Updated: Feb 25, 2022

Particularly in the Kingdom of Saudi Arabia

By Tawfiq Alashoor and Hussain Aldawood

On the Data Privacy Day (January 28, 2022), we participated in a major privacy event organized by Peck Advogados and IIEDE, leading legal organizations tackling pressing industry issues around data privacy in Brazil and globally. Our session was conducted by Tawfiq Alashoor, Sabrina Palme and Andre Quintanilha (the C-level team at Palqee Technologies, a fast-growing privacy company in the UK), and Marcelo Crespo (Ph.D., a founder and partner of privacy solutions companies). More than 400 employees attended this 5-hour online event.

During the session, we asked the attendees two questions: (1) “Do you care about the privacy of your personal information?” (100% chose yes, not surprising because almost everyone had a privacy background) and (2) “Would you give a sample of your DNA for an unlimited COVID pass? (to freely travel, enter any shops or restaurants, no use of masks, etc.)” (30% chose yes, not surprising but surprising at the same time).

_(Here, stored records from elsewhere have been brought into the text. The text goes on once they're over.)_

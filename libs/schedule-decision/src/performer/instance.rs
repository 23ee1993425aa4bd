use std::collections::HashMap;
use std::sync::Arc;

use fnsched_model::{ResourceViewInfo, ScheduleRequest};
use fnsched_schedule_plugin::{PreAllocatedContext, SchedulerFramework};

use super::{is_scheduled, take_best};
use crate::result::ScheduleResult;

/// Places one request at a time.
#[derive(Clone)]
pub struct InstanceSchedulePerformer {
    framework: Arc<dyn SchedulerFramework>,
}

impl InstanceSchedulePerformer {
    pub fn new(framework: Arc<dyn SchedulerFramework>) -> Self {
        Self { framework }
    }

    pub fn schedule(
        &self,
        ctx: &mut PreAllocatedContext,
        view: &ResourceViewInfo,
        request: &ScheduleRequest,
    ) -> ScheduleResult {
        ctx.plugin_ctx = Some(request.contexts.clone());
        let mut reserved = HashMap::new();
        if let Some(result) = is_scheduled(ctx, view, request, &mut reserved) {
            return result;
        }
        let mut results = self
            .framework
            .select_feasible(ctx, &request.instance, &view.resource_unit, 1);
        if !results.code.is_success() {
            return ScheduleResult::failure(results.code, results.reason);
        }
        take_best(ctx, view, request, &mut results, &mut reserved)
    }
}

#[cfg(test)]
mod tests {
    use super::*;
    use fnsched_model::StatusCode;
    use fnsched_schedule_plugin::PluginFramework;
    use fnsched_testing::{labelled_pod, resource_view, shaped_request};

    fn performer() -> InstanceSchedulePerformer {
        InstanceSchedulePerformer::new(Arc::new(PluginFramework::with_defaults(true)))
    }

    #[test]
    fn test_places_and_reserves() {
        let view = resource_view(vec![labelled_pod("pod-a", "node-1", &[])]);
        let mut ctx = PreAllocatedContext::new(view.all_local_labels.clone());

        let first = performer().schedule(&mut ctx, &view, &shaped_request("req-1", 0, 600.0, 600.0));
        assert_eq!(first.code, StatusCode::Success);
        assert_eq!(first.unit_id, "pod-a");
        assert_eq!(first.id, "node-1");
        assert_eq!(first.allocated.cpu(), Some(600.0));

        let second = performer().schedule(&mut ctx, &view, &shaped_request("req-2", 0, 600.0, 600.0));
        assert_eq!(second.code, StatusCode::ResourceNotEnough);
        assert!(second.reason.contains("CPU: Not Enough"));
    }

    #[test]
    fn test_already_scheduled_skips_selection() {
        let mut view = resource_view(vec![labelled_pod("pod-a", "node-1", &[])]);
        view.already_scheduled.insert("req-1".into(), "pod-a".into());
        let mut ctx = PreAllocatedContext::default();
        let result = performer().schedule(&mut ctx, &view, &shaped_request("req-1", 0, 1.0, 1.0));
        assert_eq!(result.code, StatusCode::InstanceAllocated);
        assert!(ctx.allocated.is_empty());
    }
}
//! Filter plugins.

mod label_affinity;
mod resource_fit;

pub use label_affinity::LabelAffinityFilter;
pub use resource_fit::ResourceFitFilter;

Welcome to the privacy paradox, a phenomenon that privacy scientists have recognized since the early 2000s. This phenomenon suggests that individuals who express privacy concerns act in ways that are not consistent with their privacy concerns. Your DNA represents the deepest and most sensitive personal information about you as a human. While 100%indicated that they care about privacy, 30% were willing to give a sample of their DNA. This 30% is a manifestation of the privacy paradox in a hypothetical scenario. We have conducted many behavioral experiments supporting the prevalence of this phenomenon not only in hypothetical, but also pseudo-actual and actual scenarios in which subjects had to disclose personal data (some of those data are very sensitive, such as health status, income, number of sexual partners).Yes, this gets creepy sometimes, but we follow established ethical standards before conducting such experiments.

Four basic science-based principles can explain the privacy paradox and its consequences at the population level:

  • Privacy decisions are volatile and malleable because of psychological (e.g., cognition and affect) and economic (e.g.,choice architecture and nudges) factors.

  • These psychological (e.g., cognitive depletion and positive affect) and economic (e.g., hidden privacy choices)factors can divert individuals’ attention away from privacy-protective behaviors.

  • If not used wisely by digital platform designers and software engineers, these factors may lead employees to make privacy decisions (at work or outside work) that are not in the best interest of the employee or the organization.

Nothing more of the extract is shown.